Your goal:
Below are some records; copy each line in them that contains "format".

>>>

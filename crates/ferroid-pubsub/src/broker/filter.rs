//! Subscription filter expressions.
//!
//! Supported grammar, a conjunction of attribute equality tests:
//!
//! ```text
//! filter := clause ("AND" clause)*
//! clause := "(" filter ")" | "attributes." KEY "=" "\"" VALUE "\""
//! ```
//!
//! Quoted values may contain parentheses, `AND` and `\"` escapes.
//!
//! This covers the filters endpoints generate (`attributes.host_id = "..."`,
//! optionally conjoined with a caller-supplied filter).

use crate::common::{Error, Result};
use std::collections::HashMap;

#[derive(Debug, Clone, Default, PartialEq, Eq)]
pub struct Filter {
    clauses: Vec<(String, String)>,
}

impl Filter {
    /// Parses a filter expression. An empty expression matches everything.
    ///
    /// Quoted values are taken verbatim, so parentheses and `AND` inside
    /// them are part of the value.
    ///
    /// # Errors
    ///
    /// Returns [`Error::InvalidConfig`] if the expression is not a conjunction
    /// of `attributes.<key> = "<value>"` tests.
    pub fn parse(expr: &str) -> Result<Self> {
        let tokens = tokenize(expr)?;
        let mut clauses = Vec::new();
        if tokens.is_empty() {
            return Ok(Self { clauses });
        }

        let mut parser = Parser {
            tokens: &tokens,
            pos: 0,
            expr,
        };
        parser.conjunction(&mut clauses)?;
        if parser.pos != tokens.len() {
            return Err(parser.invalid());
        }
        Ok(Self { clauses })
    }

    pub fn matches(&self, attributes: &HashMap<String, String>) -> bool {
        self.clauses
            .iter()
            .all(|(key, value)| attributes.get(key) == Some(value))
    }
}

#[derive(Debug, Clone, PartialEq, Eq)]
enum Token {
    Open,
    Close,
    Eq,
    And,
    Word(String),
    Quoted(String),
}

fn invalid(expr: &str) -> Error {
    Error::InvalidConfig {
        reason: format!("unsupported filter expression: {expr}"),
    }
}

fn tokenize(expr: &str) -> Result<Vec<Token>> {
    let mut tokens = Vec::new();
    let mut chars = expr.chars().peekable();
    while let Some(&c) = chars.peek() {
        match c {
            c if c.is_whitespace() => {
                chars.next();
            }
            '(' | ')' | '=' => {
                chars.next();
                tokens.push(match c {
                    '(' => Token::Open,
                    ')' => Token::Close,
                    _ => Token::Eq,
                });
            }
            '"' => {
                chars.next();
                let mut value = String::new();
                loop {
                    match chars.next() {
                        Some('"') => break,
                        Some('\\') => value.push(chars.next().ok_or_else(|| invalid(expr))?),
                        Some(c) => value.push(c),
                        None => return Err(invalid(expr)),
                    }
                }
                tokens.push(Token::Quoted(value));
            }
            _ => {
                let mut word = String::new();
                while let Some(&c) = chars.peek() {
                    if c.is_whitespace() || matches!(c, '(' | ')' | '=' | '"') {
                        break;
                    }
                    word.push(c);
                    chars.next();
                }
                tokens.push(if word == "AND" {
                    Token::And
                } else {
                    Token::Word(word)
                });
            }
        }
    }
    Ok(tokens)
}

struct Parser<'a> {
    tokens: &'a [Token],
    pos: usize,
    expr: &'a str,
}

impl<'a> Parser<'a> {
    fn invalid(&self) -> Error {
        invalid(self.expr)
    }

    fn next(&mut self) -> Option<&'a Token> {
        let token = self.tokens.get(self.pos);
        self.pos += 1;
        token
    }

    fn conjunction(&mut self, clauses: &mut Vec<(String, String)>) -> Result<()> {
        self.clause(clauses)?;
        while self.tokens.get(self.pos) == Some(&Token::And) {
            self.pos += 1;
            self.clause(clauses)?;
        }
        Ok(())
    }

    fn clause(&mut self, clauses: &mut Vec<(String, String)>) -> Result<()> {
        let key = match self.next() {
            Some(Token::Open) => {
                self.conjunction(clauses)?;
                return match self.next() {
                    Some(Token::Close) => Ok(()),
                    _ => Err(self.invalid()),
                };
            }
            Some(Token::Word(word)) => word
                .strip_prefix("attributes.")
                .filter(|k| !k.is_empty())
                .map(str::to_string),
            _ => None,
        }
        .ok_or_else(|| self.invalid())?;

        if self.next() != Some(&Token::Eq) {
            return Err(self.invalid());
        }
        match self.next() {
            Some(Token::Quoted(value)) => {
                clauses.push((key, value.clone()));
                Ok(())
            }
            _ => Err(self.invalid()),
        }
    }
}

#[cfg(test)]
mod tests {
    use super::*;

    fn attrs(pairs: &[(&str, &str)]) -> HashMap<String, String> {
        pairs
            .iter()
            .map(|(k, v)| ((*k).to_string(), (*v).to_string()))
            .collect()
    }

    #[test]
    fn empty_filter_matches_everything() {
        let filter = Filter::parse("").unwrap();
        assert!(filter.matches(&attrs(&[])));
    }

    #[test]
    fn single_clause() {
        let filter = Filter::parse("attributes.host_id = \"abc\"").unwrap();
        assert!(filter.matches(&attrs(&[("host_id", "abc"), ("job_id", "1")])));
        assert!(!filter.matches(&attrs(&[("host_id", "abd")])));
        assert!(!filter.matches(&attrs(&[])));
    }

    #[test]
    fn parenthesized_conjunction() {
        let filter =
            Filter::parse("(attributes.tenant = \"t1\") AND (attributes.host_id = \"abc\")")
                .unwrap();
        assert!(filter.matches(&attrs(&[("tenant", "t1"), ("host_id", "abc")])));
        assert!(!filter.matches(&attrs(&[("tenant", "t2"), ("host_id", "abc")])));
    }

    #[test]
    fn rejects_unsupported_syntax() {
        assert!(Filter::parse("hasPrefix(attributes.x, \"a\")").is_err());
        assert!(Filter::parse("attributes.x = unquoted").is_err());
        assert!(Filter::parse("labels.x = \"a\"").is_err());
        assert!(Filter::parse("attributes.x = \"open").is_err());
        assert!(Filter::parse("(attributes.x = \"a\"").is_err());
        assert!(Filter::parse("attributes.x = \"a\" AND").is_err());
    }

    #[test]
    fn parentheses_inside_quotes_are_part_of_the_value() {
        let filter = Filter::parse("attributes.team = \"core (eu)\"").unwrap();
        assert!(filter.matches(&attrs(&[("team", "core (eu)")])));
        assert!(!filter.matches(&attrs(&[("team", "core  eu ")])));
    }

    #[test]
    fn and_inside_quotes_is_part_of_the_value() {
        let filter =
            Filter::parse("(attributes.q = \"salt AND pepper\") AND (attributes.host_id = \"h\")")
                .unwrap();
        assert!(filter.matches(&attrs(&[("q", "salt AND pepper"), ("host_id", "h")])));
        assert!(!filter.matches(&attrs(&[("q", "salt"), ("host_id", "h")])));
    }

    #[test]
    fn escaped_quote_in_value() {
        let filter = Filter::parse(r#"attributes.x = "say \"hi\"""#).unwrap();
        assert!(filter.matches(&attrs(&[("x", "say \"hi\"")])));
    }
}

<<<
>>>

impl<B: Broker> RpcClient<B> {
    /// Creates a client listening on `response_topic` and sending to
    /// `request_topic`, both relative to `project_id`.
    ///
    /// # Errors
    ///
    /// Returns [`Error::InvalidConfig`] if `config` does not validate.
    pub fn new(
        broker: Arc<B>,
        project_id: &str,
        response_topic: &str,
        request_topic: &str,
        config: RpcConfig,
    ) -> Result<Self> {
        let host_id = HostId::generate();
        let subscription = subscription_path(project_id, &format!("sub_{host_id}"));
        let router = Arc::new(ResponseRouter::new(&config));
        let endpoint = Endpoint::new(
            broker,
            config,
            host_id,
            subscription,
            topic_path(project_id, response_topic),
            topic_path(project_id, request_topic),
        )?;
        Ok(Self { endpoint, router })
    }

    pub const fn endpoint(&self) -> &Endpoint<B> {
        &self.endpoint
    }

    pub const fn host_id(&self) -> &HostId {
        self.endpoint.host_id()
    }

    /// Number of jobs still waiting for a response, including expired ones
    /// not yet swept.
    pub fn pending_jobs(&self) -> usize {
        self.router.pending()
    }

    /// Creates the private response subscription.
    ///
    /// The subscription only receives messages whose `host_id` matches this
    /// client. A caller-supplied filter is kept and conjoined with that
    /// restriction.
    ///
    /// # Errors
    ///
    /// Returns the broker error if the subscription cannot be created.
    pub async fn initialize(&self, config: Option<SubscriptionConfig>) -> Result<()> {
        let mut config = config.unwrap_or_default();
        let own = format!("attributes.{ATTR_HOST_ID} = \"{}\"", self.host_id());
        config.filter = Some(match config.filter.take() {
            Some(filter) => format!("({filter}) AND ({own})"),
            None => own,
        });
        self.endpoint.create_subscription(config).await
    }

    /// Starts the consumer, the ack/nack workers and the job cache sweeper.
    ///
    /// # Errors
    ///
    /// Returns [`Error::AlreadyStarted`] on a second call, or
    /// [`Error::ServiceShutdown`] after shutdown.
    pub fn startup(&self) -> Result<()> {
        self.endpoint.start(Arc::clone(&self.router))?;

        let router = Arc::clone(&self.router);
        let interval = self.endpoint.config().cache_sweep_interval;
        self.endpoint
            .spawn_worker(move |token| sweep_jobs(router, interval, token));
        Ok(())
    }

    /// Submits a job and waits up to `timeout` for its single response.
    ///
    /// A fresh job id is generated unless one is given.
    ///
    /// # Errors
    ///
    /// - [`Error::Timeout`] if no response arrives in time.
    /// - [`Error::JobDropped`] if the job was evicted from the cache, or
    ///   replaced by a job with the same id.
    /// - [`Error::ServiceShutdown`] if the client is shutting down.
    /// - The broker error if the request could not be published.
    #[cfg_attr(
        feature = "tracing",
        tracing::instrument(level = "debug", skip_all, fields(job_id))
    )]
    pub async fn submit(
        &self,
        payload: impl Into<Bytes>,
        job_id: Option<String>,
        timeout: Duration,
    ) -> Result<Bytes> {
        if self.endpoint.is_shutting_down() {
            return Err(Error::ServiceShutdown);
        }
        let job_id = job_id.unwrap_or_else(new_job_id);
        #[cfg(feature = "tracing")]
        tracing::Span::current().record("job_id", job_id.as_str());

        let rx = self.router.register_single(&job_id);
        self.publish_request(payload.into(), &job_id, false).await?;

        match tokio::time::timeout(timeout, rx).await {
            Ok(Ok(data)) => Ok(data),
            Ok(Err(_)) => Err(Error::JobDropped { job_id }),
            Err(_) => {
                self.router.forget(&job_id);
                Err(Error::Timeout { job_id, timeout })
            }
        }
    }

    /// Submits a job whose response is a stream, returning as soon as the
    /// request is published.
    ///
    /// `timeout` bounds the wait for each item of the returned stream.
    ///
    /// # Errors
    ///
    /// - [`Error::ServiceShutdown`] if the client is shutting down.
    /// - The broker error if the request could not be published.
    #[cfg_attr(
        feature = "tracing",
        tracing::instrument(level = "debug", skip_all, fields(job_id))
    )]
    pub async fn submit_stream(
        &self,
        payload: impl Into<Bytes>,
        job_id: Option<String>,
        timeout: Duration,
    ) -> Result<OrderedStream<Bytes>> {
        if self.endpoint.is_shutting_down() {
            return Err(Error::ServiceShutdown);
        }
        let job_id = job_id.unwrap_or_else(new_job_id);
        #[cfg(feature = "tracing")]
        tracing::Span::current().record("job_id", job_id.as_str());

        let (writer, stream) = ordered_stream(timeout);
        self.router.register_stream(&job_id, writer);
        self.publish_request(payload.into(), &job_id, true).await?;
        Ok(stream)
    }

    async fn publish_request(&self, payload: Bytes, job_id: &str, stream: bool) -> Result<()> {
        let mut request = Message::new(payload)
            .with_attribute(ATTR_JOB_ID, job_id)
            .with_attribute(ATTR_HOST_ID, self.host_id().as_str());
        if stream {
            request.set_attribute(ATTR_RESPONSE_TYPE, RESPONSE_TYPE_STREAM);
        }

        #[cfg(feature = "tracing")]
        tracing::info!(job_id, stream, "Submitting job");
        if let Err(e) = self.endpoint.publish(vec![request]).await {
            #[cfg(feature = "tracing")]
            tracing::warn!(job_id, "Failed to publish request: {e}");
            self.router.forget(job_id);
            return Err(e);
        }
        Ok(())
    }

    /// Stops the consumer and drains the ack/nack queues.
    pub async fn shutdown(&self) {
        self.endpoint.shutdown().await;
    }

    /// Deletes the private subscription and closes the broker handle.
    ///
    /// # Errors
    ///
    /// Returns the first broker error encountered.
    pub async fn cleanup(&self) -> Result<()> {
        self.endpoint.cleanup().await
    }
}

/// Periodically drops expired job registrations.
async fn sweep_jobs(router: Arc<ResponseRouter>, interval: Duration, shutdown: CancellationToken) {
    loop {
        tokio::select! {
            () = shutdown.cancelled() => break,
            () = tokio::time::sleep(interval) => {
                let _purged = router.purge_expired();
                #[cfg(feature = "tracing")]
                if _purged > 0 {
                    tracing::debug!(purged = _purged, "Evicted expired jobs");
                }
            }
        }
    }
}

<<<

Task result:
        reason: format!("unsupported filter expression: {expr}"),
        let subscription = subscription_path(project_id, &format!("sub_{host_id}"));
        let own = format!("attributes.{ATTR_HOST_ID} = \"{}\"", self.host_id());
            Some(filter) => format!("({filter}) AND ({own})"),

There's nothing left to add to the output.